--- MATERIAL PROVIDED ---

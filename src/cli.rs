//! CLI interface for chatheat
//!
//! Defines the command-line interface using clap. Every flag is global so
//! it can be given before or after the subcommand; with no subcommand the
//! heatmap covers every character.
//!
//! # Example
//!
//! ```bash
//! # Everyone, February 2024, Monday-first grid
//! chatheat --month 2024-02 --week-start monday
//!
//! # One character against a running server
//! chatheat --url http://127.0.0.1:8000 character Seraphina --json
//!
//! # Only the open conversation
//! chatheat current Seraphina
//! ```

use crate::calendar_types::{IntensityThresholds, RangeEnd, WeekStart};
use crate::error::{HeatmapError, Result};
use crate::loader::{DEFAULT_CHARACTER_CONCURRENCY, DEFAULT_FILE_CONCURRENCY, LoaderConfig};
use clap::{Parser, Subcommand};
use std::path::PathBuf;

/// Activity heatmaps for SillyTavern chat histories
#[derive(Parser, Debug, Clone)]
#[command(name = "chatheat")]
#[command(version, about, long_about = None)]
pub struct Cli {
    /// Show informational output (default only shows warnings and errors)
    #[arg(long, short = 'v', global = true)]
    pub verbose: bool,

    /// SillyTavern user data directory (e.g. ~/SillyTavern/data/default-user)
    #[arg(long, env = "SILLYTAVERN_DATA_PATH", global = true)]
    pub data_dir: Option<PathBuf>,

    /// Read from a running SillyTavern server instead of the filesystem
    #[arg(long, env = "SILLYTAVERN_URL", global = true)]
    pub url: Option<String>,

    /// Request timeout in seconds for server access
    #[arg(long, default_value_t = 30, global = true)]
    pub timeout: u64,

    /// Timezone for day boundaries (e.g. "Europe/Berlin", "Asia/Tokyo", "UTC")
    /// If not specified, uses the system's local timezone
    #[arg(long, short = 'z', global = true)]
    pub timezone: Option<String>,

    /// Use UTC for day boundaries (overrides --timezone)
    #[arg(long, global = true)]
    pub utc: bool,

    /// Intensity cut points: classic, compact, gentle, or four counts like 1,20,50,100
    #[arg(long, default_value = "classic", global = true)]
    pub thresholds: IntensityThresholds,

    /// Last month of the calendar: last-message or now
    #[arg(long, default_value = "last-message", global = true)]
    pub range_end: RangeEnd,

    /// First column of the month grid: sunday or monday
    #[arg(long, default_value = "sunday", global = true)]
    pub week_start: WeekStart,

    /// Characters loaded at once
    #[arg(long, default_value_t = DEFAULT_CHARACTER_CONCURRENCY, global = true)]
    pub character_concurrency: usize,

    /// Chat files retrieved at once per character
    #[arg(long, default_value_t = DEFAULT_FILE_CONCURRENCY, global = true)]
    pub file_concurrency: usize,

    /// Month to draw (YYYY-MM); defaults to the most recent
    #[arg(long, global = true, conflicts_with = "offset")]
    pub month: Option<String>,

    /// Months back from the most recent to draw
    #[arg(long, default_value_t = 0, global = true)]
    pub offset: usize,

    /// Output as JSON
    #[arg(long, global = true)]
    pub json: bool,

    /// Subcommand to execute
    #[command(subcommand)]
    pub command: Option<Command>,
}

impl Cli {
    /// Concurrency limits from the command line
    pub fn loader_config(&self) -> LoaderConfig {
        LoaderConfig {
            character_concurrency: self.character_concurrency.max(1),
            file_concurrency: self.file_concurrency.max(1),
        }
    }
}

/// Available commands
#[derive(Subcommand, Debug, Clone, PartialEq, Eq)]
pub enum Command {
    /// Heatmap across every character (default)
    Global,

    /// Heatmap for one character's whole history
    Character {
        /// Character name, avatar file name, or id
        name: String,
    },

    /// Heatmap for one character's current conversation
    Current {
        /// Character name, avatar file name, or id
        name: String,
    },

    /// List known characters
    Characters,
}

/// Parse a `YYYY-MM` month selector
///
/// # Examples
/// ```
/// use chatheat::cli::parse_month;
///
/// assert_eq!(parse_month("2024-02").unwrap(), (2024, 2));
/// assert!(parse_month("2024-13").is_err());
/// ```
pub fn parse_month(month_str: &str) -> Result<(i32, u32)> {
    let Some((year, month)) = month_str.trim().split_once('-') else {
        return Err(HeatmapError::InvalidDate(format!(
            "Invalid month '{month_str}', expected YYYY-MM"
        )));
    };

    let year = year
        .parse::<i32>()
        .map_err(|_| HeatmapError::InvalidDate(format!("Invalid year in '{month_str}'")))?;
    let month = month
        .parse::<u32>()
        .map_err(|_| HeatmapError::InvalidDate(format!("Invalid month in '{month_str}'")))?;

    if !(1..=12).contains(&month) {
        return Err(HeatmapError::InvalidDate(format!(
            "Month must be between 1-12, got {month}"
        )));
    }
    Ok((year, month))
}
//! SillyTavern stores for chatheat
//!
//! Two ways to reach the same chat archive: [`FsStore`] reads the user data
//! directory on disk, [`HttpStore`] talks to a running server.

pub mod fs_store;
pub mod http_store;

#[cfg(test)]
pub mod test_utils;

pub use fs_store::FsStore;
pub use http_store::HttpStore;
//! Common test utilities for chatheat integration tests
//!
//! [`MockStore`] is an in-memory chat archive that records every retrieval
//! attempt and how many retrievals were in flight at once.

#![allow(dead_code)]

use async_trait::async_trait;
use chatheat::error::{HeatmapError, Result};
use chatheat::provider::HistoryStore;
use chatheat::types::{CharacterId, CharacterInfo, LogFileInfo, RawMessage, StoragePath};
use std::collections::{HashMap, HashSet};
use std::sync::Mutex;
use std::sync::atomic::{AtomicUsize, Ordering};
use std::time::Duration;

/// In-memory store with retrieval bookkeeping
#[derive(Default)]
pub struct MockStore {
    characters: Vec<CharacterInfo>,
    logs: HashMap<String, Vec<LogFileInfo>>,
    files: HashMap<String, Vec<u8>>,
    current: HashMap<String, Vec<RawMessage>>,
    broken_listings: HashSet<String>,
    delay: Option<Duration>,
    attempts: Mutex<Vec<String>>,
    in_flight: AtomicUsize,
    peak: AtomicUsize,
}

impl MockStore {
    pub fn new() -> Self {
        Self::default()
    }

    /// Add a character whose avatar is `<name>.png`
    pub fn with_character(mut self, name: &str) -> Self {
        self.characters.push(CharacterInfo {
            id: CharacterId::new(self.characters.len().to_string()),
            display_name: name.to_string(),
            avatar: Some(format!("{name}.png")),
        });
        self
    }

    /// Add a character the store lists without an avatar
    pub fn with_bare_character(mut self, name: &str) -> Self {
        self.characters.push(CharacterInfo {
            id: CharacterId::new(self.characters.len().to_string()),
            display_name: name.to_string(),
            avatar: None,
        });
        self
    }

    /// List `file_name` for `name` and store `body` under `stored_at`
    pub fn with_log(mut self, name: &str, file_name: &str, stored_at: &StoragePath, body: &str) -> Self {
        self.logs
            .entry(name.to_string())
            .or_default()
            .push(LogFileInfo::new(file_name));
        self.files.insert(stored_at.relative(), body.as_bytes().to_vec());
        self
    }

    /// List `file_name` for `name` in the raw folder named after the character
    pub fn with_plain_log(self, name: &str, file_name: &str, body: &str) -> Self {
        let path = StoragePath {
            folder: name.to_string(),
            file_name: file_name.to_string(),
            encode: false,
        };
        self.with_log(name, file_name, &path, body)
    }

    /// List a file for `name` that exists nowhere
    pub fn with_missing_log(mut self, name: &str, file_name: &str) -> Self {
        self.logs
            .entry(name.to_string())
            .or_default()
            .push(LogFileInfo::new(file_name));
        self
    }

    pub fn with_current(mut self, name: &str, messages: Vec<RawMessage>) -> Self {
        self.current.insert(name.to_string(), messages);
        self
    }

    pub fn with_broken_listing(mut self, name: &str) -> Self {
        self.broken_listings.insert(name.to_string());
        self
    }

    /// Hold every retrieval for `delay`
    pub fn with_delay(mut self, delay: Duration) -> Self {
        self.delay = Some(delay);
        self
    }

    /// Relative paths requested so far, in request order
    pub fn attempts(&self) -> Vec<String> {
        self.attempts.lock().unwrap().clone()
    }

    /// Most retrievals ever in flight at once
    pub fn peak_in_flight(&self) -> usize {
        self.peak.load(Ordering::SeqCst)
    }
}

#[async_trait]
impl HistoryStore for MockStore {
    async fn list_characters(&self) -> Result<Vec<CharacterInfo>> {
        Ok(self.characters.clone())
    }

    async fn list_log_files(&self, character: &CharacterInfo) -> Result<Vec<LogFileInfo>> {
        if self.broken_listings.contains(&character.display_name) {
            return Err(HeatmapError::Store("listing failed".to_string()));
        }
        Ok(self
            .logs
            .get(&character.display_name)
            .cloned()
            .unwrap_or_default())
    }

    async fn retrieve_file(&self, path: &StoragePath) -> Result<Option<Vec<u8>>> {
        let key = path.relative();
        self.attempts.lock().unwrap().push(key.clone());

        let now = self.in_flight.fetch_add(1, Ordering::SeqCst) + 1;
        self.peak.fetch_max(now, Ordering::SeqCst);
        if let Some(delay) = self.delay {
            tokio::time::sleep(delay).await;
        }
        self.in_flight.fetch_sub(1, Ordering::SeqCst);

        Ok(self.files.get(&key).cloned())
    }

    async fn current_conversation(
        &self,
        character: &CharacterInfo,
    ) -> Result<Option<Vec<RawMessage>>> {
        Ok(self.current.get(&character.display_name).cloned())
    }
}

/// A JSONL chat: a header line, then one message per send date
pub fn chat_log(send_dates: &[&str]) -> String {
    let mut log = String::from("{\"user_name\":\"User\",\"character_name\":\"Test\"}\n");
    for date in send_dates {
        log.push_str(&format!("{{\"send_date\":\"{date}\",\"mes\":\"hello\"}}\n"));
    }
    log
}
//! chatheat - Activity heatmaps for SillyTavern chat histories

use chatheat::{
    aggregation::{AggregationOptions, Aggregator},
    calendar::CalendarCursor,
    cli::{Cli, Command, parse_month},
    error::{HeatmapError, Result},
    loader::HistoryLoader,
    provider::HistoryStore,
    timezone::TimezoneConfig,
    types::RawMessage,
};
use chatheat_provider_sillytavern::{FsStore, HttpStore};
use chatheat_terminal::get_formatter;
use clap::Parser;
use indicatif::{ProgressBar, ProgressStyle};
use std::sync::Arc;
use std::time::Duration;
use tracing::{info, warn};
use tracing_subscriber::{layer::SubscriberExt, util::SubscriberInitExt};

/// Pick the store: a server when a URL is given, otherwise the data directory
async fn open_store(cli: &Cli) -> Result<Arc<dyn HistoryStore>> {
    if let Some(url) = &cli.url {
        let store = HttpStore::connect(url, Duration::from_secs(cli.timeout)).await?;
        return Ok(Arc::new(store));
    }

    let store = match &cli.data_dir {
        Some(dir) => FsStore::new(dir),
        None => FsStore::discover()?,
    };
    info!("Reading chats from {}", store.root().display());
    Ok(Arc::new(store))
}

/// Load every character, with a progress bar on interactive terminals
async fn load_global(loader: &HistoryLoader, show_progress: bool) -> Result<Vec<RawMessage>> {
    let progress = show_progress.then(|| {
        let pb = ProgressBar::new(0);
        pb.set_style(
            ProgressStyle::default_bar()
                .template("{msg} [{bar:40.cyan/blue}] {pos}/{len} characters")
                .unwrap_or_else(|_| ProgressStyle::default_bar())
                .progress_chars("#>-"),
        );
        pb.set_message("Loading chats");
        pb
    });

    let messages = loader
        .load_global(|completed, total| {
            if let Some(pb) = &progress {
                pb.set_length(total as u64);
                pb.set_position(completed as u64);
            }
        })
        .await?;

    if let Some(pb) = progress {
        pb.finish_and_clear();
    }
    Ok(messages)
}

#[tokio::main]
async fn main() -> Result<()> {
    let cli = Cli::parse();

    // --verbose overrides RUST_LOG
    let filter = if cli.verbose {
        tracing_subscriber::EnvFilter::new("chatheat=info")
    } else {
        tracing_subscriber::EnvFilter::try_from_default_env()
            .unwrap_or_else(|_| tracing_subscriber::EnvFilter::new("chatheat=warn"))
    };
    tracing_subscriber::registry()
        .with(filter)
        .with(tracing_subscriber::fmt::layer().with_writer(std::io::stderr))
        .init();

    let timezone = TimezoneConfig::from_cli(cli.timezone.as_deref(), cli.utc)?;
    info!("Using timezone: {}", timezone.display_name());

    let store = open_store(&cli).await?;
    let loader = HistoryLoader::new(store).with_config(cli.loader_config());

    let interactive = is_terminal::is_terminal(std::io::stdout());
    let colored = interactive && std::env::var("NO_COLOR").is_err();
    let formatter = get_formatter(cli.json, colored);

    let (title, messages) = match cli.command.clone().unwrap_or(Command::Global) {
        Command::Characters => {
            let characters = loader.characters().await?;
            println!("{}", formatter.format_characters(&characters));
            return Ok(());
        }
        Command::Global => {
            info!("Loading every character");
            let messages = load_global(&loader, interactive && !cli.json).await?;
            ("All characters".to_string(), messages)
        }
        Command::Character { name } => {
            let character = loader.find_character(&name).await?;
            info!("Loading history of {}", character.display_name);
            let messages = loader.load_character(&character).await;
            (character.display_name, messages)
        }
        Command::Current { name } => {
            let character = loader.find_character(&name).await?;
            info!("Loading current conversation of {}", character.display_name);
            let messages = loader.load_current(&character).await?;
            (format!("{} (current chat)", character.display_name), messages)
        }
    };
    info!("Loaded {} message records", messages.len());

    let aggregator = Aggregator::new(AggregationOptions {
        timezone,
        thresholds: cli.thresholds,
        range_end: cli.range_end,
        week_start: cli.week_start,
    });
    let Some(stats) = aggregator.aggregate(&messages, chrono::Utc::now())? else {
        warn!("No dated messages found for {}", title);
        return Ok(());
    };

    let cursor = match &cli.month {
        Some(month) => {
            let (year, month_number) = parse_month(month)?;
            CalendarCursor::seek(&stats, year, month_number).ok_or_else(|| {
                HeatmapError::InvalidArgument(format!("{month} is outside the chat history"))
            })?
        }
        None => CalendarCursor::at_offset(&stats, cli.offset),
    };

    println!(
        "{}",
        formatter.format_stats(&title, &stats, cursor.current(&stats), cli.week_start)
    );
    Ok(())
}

---
--- MATERIAL PROVIDED ---

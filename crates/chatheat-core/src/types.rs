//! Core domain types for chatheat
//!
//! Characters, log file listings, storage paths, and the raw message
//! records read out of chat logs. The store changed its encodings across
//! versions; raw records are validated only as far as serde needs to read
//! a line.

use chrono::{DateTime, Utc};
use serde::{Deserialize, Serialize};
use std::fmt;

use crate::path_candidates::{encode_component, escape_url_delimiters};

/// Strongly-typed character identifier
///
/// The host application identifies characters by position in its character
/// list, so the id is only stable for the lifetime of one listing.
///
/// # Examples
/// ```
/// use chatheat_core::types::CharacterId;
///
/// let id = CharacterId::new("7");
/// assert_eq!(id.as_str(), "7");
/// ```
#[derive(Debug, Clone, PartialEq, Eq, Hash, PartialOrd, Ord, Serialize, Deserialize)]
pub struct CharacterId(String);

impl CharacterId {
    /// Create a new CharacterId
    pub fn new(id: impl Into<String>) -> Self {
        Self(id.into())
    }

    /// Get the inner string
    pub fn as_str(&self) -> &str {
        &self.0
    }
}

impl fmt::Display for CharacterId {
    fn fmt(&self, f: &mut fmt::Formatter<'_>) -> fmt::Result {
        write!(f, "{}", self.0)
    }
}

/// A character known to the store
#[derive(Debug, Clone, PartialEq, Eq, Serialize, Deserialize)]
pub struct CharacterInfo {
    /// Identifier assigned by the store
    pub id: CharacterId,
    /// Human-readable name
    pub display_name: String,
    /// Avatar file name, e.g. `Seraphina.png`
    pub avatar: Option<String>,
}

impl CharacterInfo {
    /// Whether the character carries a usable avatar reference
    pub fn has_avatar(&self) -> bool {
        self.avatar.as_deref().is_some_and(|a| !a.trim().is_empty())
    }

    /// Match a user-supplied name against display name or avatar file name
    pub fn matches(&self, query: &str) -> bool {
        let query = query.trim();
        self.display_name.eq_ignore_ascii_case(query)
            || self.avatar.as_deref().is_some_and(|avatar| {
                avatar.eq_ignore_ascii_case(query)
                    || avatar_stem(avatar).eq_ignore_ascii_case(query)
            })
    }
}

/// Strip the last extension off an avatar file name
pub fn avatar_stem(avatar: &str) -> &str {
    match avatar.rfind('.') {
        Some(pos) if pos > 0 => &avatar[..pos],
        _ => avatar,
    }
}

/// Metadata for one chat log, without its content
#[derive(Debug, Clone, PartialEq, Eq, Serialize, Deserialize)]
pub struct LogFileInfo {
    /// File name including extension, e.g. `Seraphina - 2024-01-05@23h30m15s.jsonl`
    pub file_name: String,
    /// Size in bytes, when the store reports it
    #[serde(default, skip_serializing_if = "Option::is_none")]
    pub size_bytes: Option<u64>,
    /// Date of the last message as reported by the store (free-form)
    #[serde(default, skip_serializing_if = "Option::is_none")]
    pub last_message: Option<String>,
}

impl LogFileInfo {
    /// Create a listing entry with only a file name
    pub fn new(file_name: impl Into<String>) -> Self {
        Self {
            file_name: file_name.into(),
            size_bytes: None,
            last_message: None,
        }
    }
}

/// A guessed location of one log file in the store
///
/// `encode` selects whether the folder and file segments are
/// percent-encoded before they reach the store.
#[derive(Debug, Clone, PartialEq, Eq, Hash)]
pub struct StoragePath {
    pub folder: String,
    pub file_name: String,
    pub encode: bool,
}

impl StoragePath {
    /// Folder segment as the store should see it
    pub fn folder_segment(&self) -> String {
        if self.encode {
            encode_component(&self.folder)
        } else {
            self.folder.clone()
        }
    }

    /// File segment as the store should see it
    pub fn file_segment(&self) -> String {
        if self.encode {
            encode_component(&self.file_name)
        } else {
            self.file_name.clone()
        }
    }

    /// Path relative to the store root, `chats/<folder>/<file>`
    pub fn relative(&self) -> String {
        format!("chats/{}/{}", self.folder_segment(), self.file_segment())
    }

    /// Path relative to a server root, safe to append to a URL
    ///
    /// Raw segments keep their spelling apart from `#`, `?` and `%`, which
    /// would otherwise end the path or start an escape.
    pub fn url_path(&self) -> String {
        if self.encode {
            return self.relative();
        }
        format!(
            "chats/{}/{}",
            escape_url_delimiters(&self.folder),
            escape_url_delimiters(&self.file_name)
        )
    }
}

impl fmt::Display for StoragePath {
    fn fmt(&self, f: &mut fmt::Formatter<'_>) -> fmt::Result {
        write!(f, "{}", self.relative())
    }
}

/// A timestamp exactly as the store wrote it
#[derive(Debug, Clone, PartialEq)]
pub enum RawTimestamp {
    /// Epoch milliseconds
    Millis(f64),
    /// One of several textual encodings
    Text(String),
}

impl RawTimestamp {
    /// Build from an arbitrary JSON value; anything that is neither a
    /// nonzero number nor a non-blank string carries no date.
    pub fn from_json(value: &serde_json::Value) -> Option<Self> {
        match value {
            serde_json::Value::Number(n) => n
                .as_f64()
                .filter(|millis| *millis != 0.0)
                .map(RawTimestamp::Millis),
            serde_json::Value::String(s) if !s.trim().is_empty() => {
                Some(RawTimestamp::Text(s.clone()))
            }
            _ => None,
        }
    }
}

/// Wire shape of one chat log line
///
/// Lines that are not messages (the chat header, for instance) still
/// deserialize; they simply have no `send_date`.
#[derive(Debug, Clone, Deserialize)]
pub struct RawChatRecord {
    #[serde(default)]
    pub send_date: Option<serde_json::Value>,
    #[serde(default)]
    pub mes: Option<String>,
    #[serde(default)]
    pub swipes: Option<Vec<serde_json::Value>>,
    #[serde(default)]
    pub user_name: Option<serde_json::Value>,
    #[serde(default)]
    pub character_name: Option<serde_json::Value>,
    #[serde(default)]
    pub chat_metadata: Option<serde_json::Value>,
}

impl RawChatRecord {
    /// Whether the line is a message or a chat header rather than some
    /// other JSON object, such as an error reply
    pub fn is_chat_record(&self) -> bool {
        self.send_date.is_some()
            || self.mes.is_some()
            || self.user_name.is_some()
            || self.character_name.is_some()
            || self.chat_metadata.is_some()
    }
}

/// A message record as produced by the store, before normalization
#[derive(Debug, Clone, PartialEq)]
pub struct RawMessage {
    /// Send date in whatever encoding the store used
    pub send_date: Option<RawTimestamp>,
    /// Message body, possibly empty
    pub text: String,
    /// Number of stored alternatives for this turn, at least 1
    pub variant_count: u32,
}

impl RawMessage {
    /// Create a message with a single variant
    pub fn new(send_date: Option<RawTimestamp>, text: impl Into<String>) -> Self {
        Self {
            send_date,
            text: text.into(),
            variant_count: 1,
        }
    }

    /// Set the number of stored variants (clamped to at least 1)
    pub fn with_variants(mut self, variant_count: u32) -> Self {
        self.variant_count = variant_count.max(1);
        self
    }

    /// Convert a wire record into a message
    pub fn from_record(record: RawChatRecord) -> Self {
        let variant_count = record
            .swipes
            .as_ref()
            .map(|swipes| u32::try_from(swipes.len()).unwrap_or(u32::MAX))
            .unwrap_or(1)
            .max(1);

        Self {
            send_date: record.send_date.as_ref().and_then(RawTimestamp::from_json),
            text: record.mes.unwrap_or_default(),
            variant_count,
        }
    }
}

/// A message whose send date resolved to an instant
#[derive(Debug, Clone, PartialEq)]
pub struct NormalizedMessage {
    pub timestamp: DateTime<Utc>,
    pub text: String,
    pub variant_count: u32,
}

---

● **TASK ITEM**: Among the lines of the listing above, count those that include the string "HashSet" and give that total alone.

● **FINISHED EXERCISE**: 2